Furthermore, although arguing Mali’s historical ties with France have prevented Turkey from deepening its ties with the Western African nation as much as Ankara wants, Erdogan used to maintain good relations with Keita. Turkey opened its embassy to Mali in the capital Bamako in 2010. Erdogan paid his first trip to the country in 2018. Yet despite its efforts, Turkey has failed to gain enough influence within the Malian establishment and civic society to change the course of events, holding much less influence than France. 

Moreover, there are no apparent ties between the Malian military coup leaders and Turkey. The leader of the junta, Col. Assimi Goita, received training from the Pentagon, Germany and France. When Goita had been kidnapped by militants in 2012, Dicko had been helpful in his release. Goita is reportedly one of Dicko’s proteges. Meanwhile, two other junta leaders, Sadio Camara and Malick Diaw, have reportedly strong ties with Russia. Camara is said to have taken a break from his training in Russia and returned back to his country just 15 days before the coup. Diaw also received training in Russia. Thus, some see Russian fingerprints in the coup. Retired Gen. Fanta Mady Dembele, who supported the coup, is said to have ties with Germany.

Turkey, in turn, doesn’t hold any sway over the country’s military, with its contribution to the country’s security limited to only two police officers. The number of UN peacekeepers in Mali is around 13,000, in addition to 5,100 soldiers dispatched by France.

However, one can still see a conflict of interest between France and Turkey over Mali. Erdogan has snapped at French colonialism in many of his speeches about Africa. In an interview last September, he lashed out at French President Emmanuel Macron for visiting Mali. “What business do you have in there?” he said, noting that 95% of the Malian population is Muslim. 

The pro-AKP media, for its part, has spotlighted the large support of the coup and their criticism of ECOWAS — a regional economic alliance — for shutting their borders and suspending their trade ties with Mali. France’s condemnation of the coup and its call on the UN Security Council for an emergency meeting are fueling the claims that the riots and the coup have carried anti-French sentiments. 

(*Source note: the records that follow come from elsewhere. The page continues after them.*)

//! Pull-based delivery of logs to a single consumer.
//!
//! The consumer requests up to N logs ([ArbCore::logs_cursor_request]); the execution thread
//! fills the request from the first unprocessed log as soon as there is at least one
//! ([ArbCore::handle_logs_cursor_requested]). The consumer reads them
//! ([ArbCore::logs_cursor_get_logs]) and confirms how many it processed
//! ([ArbCore::logs_cursor_confirmed_count]); the execution thread then durably moves the
//! processed count ([ArbCore::handle_logs_cursor_processed]) and the cursor is free again.
//!
//! A reorg that removes logs the consumer was given or had processed puts the cursor into the
//! error state: the consumer sees [LogsCursorRead::Rewind] and must clear it
//! ([ArbCore::logs_cursor_clear_error]) before requesting again.

use log::{debug, warn};

use crate::common::U256;
use crate::machine::Machine;
use crate::store::{StoreView, Transaction};
use crate::value::{Value, ValueCache};

use super::{ArbCore, CoreError};

#[derive(Clone, Copy, PartialEq, Eq, Debug)]
pub enum DataCursorStatus {
    Empty,
    Requested,
    Ready,
    Confirmed,
    Error,
}

#[derive(Clone, PartialEq, Eq, Debug)]
pub enum LogsCursorRead {
    /// Nothing was delivered (yet).
    NotReady,
    Ready { first_index: U256, logs: Vec<Value> },
    /// A reorg removed logs that were delivered or processed; the consumer must go back to the
    /// processed count and clear the error.
    Rewind { message: String },
}

#[derive(Clone)]
pub(super) struct DataCursor {
    status: DataCursorStatus,
    number_requested: U256,
    first_index: U256,
    data: Vec<Value>,
    confirmed: U256,
    error: Option<String>,
}

impl DataCursor {
    pub(super) fn new() -> Self {
        Self {
            status: DataCursorStatus::Empty,
            number_requested: U256::zero(),
            first_index: U256::zero(),
            data: Vec::new(),
            confirmed: U256::zero(),
            error: None,
        }
    }

    fn rewind(&mut self, message: String) {
        warn!("logs cursor rewind: {}", message);
        self.data.clear();
        self.confirmed = U256::zero();
        self.error = Some(message);
        self.status = DataCursorStatus::Error;
    }
}

impl<M: Machine> ArbCore<M> {
    pub fn logs_cursor_status(&self) -> DataCursorStatus {
        self.logs_cursor.lock().status
    }

    /// Ask for up to `count` logs. Returns false unless the cursor is idle.
    pub fn logs_cursor_request(&self, count: &U256) -> bool {
        let mut cursor = self.logs_cursor.lock();
        if cursor.status != DataCursorStatus::Empty || count.is_zero() {
            return false
        }
        cursor.number_requested = *count;
        cursor.status = DataCursorStatus::Requested;
        true
    }

    pub fn logs_cursor_get_logs(&self) -> LogsCursorRead {
        let cursor = self.logs_cursor.lock();
        match cursor.status {
            DataCursorStatus::Ready => LogsCursorRead::Ready {
                first_index: cursor.first_index,
                logs: cursor.data.clone(),
            },
            DataCursorStatus::Error => LogsCursorRead::Rewind {
                message: cursor.error.clone().unwrap_or_default(),
            },
            _ => LogsCursorRead::NotReady,
        }
    }

    /// Confirm that the first `count` delivered logs were processed. Returns false if nothing is
    /// delivered or `count` exceeds what was delivered.
    pub fn logs_cursor_confirmed_count(&self, count: &U256) -> bool {
        let mut cursor = self.logs_cursor.lock();
        if cursor.status != DataCursorStatus::Ready ||
            *count > U256::from(cursor.data.len())
        {
            return false
        }
        cursor.confirmed = *count;
        cursor.data.clear();
        cursor.status = DataCursorStatus::Confirmed;
        true
    }

    /// Leave the error state; returns the error description, or `None` if there was no error.
    pub fn logs_cursor_clear_error(&self) -> Option<String> {
        let mut cursor = self.logs_cursor.lock();
        if cursor.status != DataCursorStatus::Error {
            return None
        }
        cursor.status = DataCursorStatus::Empty;
        Some(cursor.error.take().unwrap_or_default())
    }

    /// Fill a pending request. Returns true if logs were delivered.
    pub fn handle_logs_cursor_requested(
        &self, view: &dyn StoreView, cache: &ValueCache,
    ) -> Result<bool, CoreError> {
        let mut cursor = self.logs_cursor.lock();
        if cursor.status != DataCursorStatus::Requested {
            return Ok(false)
        }
        let processed = self.log_processed_count(view)?;
        let inserted = self.log_inserted_count(view)?;
        if inserted <= processed {
            return Ok(false)
        }
        let count = cursor.number_requested.min(inserted - processed);
        let logs = match self.get_logs_no_lock(view, &processed, &count, cache)? {
            Some(logs) => logs,
            None => return Ok(false),
        };
        debug!("logs cursor: delivering {} logs at {}", logs.len(), processed);
        cursor.first_index = processed;
        cursor.data = logs;
        cursor.status = DataCursorStatus::Ready;
        Ok(true)
    }

    /// Record confirmed logs as processed in `tx`. Returns true if there was a confirmation.
    pub fn handle_logs_cursor_processed(
        &self, tx: &mut Transaction,
    ) -> Result<bool, CoreError> {
        let mut cursor = self.logs_cursor.lock();
        if cursor.status != DataCursorStatus::Confirmed {
            return Ok(false)
        }
        let processed = self.log_processed_count(&*tx)?;
        if processed != cursor.first_index {
            let message = format!(
                "confirmed logs start at {} but {} are processed",
                cursor.first_index, processed
            );
            cursor.rewind(message);
            return Ok(true)
        }
        self.update_log_processed_count(tx, &(processed + cursor.confirmed));
        cursor.confirmed = U256::zero();
        cursor.status = DataCursorStatus::Empty;
        Ok(true)
    }

    /// The log table is being truncated to `log_count` logs in `tx`: move the processed count
    /// back if needed. Returns whether processed logs are lost. The in-memory cursor is left
    /// alone until `tx` commits, see [ArbCore::rewind_logs_cursor].
    pub fn handle_logs_cursor_reorg(
        &self, tx: &mut Transaction, log_count: &U256,
    ) -> Result<bool, CoreError> {
        let processed = self.log_processed_count(&*tx)?;
        if processed > *log_count {
            self.update_log_processed_count(tx, log_count);
            return Ok(true)
        }
        Ok(false)
    }

    /// Put the cursor into the error state if it handed out logs at or past `log_count`, or if
    /// `processed_lost`. Called once the truncation has committed.
    pub(super) fn rewind_logs_cursor(&self, log_count: &U256, processed_lost: bool) {
        let mut cursor = self.logs_cursor.lock();
        let delivered_end = match cursor.status {
            DataCursorStatus::Ready => {
                cursor.first_index + U256::from(cursor.data.len())
            }
            DataCursorStatus::Confirmed => cursor.first_index + cursor.confirmed,
            _ => U256::zero(),
        };
        if (processed_lost || delivered_end > *log_count) &&
            cursor.status != DataCursorStatus::Error
        {
            let message = format!(
                "reorg truncated logs to {} (delivered up to {})",
                log_count, delivered_end
            );
            cursor.rewind(message);
        }
    }

    /// Serve the logs cursor from the execution thread.
    pub(super) fn service_logs_cursor(&self) -> Result<bool, CoreError> {
        // a reorg must not truncate the logs between the read and the update
        let _guard = self.reorg_lock.lock();
        match self.logs_cursor_status() {
            DataCursorStatus::Requested => {
                let rtx = self.make_const_transaction();
                self.handle_logs_cursor_requested(&rtx, &self.cache)
            }
            DataCursorStatus::Confirmed => {
                let saved = self.logs_cursor.lock().clone();
                let mut tx = self.make_transaction();
                let handled = self.handle_logs_cursor_processed(&mut tx)?;
                if let Err(e) = tx.commit() {
                    *self.logs_cursor.lock() = saved;
                    return Err(e.into())
                }
                Ok(handled)
            }
            _ => Ok(false),
        }
    }
}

France had been the first country to reach out to the military leaders in Mali after the 2012 military coup. This time, it was Turkey. This may have two different explanations: Ankara views Malian actors opposing France as allies, or it simply doesn’t want to miss the opportunity to establish ties with the prospective Malian leaders. 

Mali’s natural resources, including gold, copper, nickel, phosphate, manganese, uranium and lithium mines, are increasing the appetite of Turkey. Trade between the two countries, the worth of which has increased to $57 million from $5 million in 2003, is still below the desired level. Turkey is aiming to boost economic and political ties through humanitarian endeavors and active diplomacy.

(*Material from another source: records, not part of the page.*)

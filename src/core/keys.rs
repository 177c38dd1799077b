//! Key layout of the store. Every key starts with a one-byte namespace; integers inside keys are
//! fixed-width big-endian so that key order equals numeric order.

use crate::common::{u256_to_bytes, Hash, U256};

use super::CoreError;

/// Counters and single-valued markers.
pub const STATE: u8 = 0x00;
/// Checkpoints, keyed by (messages read, total gas).
pub const CHECKPOINT: u8 = 0x01;
/// Secondary index of checkpoints, keyed by (total gas, messages read).
pub const CHECKPOINT_GAS: u8 = 0x02;
pub const MESSAGE: u8 = 0x03;
pub const LOG: u8 = 0x04;
pub const SEND: u8 = 0x05;
pub const VALUE: u8 = 0x06;
pub const CODE: u8 = 0x07;

pub const LOG_INSERTED: [u8; 2] = [STATE, 0x00];
pub const LOG_PROCESSED: [u8; 2] = [STATE, 0x01];
pub const SEND_INSERTED: [u8; 2] = [STATE, 0x02];
pub const SEND_PROCESSED: [u8; 2] = [STATE, 0x03];
pub const MESSAGE_INSERTED: [u8; 2] = [STATE, 0x04];
pub const MESSAGE_PROCESSED: [u8; 2] = [STATE, 0x05];
pub const INITIAL_MACHINE: [u8; 2] = [STATE, 0x06];
pub const NEXT_SEGMENT_ID: [u8; 2] = [STATE, 0x07];

pub fn indexed(prefix: u8, index: &U256) -> Vec<u8> {
    let mut key = Vec::with_capacity(33);
    key.push(prefix);
    key.extend_from_slice(&u256_to_bytes(index));
    key
}

pub fn pair(prefix: u8, a: &U256, b: &U256) -> Vec<u8> {
    let mut key = indexed(prefix, a);
    key.extend_from_slice(&u256_to_bytes(b));
    key
}

/// The largest two-integer key whose first integer is `a`.
pub fn pair_upper(prefix: u8, a: &U256) -> Vec<u8> {
    pair(prefix, a, &U256::max_value())
}

pub fn checkpoint(messages_read: &U256, total_gas: &U256) -> Vec<u8> {
    pair(CHECKPOINT, messages_read, total_gas)
}

pub fn checkpoint_gas(total_gas: &U256, messages_read: &U256) -> Vec<u8> {
    pair(CHECKPOINT_GAS, total_gas, messages_read)
}

pub fn message(index: &U256) -> Vec<u8> {
    indexed(MESSAGE, index)
}

pub fn log(index: &U256) -> Vec<u8> {
    indexed(LOG, index)
}

pub fn send(index: &U256) -> Vec<u8> {
    indexed(SEND, index)
}

pub fn value(hash: &Hash) -> Vec<u8> {
    let mut key = Vec::with_capacity(33);
    key.push(VALUE);
    key.extend_from_slice(hash.as_bytes());
    key
}

pub fn code_segment(id: u64) -> Vec<u8> {
    let mut key = Vec::with_capacity(9);
    key.push(CODE);
    key.extend_from_slice(&id.to_be_bytes());
    key
}

pub fn namespace(prefix: u8) -> &'static str {
    match prefix {
        STATE => "state",
        CHECKPOINT => "checkpoint",
        CHECKPOINT_GAS => "checkpoint-gas",
        MESSAGE => "message",
        LOG => "log",
        SEND => "send",
        VALUE => "value",
        CODE => "code",
        _ => "unknown",
    }
}

/// Exclusive upper bound of a namespace.
pub fn end(prefix: u8) -> Vec<u8> {
    vec![prefix + 1]
}

/// Split a two-integer key back into its parts.
pub fn decode_pair(key: &[u8]) -> Result<(U256, U256), CoreError> {
    if key.len() != 65 {
        return Err(CoreError::Corrupt(format!(
            "bad key length {}",
            key.len()
        )))
    }
    Ok((
        U256::from_big_endian(&key[1..33]),
        U256::from_big_endian(&key[33..]),
    ))
}

pub fn decode_index(key: &[u8]) -> Result<U256, CoreError> {
    if key.len() != 33 {
        return Err(CoreError::Corrupt(format!(
            "bad key length {}",
            key.len()
        )))
    }
    Ok(U256::from_big_endian(&key[1..]))
}

pub fn decode_u64(raw: &[u8]) -> Result<u64, CoreError> {
    let bytes: [u8; 8] = raw.try_into().map_err(|_| {
        CoreError::Corrupt(format!("bad u64 length {}", raw.len()))
    })?;
    Ok(u64::from_be_bytes(bytes))
}

pub fn decode_u256(raw: &[u8]) -> Result<U256, CoreError> {
    if raw.len() != 32 {
        return Err(CoreError::Corrupt(format!(
            "bad u256 length {}",
            raw.len()
        )))
    }
    Ok(U256::from_big_endian(raw))
}

pub fn decode_hash(raw: &[u8]) -> Result<Hash, CoreError> {
    if raw.len() != 32 {
        return Err(CoreError::Corrupt(format!(
            "bad hash length {}",
            raw.len()
        )))
    }
    Ok(Hash::from_slice(raw))
}

#[test]
fn test_pair_keys_sort_numerically() {
    let a = checkpoint(&1u64.into(), &500u64.into());
    let b = checkpoint(&2u64.into(), &10u64.into());
    assert!(a < b);
    assert!(b < pair_upper(CHECKPOINT, &2u64.into()));
    assert_eq!(decode_pair(&b).unwrap(), (2u64.into(), 10u64.into()));
}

Meanwhile, Cavusoglu’s meeting with the junta leaders can be seen as the legitimization of the military coup. During his visit, Cavusoglu stopped short of publicly reiterating Turkey’s “deep concerns,” which were expressed by the Turkish Foreign Ministry in the immediate aftermath of the coup. After his meeting with Goita, the Turkish minister said Turkey would help the Malian people return to civilian and constitutional order.

France’s responsibility in Mali’s descent into unrest might be creating a power vacuum, which Turkey is eager to fill. However, failed French policies that ignored the country's other problems for the sake of the war on terror for the past eight years do not secure Turkey’s success. Moreover, France would not risk its stakes in Mali and Sahel region. Indeed, the French ambassador’s meeting with the Malian military leaders only six days after the coup and the French Foreign Ministry’s statement expressing support for the Malian people indicate that Paris has already adjusted itself to the new situation in Mali without panicking much.